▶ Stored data
┄┄┄┄┄┄┄┄┄┄┄┄┄┄┄┄┄┄┄┄

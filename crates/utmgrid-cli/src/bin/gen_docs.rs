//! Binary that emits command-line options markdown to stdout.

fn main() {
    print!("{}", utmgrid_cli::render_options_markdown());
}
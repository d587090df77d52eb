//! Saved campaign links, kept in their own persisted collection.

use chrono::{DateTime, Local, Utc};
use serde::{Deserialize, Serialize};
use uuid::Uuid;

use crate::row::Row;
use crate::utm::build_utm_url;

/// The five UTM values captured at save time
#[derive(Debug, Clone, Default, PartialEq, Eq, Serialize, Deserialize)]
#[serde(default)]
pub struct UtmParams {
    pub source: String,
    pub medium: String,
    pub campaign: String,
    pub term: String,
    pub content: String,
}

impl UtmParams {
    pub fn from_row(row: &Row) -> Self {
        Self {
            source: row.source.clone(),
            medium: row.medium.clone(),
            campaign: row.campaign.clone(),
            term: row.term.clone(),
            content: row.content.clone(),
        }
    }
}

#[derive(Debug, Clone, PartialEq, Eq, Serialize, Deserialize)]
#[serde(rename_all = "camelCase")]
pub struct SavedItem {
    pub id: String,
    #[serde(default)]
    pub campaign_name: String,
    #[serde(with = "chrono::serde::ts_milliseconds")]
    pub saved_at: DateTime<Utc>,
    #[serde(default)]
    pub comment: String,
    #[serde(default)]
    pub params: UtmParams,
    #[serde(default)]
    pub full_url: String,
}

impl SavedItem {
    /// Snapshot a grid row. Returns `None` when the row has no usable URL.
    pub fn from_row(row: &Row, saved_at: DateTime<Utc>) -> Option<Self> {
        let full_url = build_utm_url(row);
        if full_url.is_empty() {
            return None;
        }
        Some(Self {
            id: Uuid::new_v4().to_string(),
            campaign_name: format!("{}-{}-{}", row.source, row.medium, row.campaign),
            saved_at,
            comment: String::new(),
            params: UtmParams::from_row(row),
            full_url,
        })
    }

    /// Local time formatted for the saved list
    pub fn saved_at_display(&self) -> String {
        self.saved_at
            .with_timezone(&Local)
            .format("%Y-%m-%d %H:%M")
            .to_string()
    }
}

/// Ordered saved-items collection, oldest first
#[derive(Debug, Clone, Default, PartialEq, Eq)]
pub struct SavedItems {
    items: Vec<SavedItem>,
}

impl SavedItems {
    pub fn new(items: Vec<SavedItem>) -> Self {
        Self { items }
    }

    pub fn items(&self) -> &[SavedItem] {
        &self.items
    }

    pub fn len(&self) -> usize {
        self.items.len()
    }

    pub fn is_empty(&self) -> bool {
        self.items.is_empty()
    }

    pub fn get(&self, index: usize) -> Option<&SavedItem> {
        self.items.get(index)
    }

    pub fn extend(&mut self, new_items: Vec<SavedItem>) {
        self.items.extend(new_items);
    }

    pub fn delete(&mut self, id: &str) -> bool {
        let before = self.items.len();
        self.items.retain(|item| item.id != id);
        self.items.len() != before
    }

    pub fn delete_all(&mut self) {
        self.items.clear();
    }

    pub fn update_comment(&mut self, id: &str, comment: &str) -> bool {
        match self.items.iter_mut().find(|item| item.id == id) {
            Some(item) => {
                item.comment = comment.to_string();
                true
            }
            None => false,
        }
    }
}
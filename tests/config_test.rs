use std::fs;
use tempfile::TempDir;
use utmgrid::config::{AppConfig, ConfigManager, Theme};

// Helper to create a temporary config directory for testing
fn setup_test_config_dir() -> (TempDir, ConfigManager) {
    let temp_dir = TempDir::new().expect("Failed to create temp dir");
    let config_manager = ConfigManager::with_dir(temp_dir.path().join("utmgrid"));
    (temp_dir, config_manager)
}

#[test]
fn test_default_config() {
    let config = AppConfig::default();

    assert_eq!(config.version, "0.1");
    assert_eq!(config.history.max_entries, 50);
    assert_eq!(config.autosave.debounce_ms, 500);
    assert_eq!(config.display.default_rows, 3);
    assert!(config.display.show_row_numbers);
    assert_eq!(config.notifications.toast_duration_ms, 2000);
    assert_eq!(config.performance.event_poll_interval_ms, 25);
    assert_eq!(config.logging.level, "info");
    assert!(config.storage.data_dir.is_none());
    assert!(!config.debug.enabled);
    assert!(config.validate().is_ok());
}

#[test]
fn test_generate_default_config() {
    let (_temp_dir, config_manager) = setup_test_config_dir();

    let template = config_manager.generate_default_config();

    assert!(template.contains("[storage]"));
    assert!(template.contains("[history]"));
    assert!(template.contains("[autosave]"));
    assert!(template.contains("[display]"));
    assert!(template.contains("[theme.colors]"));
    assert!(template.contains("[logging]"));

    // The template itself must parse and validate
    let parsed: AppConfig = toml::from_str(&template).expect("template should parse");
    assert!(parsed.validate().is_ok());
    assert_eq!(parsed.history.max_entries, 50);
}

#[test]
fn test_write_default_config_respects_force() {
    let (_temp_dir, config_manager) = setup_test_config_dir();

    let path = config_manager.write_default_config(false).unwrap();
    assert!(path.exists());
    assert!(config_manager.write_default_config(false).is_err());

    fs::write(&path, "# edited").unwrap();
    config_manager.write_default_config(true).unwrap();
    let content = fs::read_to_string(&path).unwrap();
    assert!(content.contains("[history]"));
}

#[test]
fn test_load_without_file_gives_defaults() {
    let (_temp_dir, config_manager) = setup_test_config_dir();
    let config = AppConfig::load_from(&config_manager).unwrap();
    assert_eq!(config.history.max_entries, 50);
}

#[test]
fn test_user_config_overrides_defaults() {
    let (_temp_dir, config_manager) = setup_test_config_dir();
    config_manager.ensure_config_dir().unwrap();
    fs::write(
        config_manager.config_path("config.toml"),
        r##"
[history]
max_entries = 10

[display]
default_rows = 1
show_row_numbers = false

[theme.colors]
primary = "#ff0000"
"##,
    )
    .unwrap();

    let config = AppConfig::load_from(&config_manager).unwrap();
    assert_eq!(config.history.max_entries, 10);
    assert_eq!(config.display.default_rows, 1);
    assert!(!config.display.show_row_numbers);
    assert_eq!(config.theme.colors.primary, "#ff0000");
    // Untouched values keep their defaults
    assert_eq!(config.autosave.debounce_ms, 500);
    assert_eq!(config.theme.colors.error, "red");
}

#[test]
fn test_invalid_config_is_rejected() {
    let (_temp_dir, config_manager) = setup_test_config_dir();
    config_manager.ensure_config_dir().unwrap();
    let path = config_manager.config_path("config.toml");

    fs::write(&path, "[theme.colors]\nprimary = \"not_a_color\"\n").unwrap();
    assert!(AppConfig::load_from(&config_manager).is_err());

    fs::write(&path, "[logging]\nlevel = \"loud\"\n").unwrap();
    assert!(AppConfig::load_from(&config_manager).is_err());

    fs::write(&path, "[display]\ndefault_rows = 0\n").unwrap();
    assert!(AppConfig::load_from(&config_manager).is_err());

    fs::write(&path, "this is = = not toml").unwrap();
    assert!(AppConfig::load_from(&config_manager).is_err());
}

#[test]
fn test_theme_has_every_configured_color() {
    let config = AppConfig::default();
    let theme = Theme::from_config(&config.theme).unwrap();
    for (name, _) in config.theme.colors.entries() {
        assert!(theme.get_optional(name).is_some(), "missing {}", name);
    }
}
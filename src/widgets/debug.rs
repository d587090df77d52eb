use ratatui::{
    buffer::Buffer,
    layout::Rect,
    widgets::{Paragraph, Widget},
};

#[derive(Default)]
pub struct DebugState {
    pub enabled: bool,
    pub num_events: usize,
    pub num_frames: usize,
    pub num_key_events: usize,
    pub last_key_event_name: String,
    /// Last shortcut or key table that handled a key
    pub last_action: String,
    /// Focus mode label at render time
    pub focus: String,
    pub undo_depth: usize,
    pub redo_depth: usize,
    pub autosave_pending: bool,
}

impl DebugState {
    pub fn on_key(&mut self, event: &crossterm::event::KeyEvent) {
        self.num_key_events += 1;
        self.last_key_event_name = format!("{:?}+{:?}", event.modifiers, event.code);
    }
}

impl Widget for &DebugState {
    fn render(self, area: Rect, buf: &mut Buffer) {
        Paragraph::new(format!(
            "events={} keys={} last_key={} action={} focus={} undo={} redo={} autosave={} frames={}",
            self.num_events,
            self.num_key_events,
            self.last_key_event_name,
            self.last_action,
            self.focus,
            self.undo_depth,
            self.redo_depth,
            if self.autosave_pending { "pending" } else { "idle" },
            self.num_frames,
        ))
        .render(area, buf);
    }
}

┄┄┄┄┄┄┄┄┄┄┄┄┄┄┄┄┄┄┄┄

Write out each line above with the word "medium".

▶ The answer
    pub medium: String,
            medium: row.medium.clone(),
            campaign_name: format!("{}-{}-{}", row.source, row.medium, row.campaign),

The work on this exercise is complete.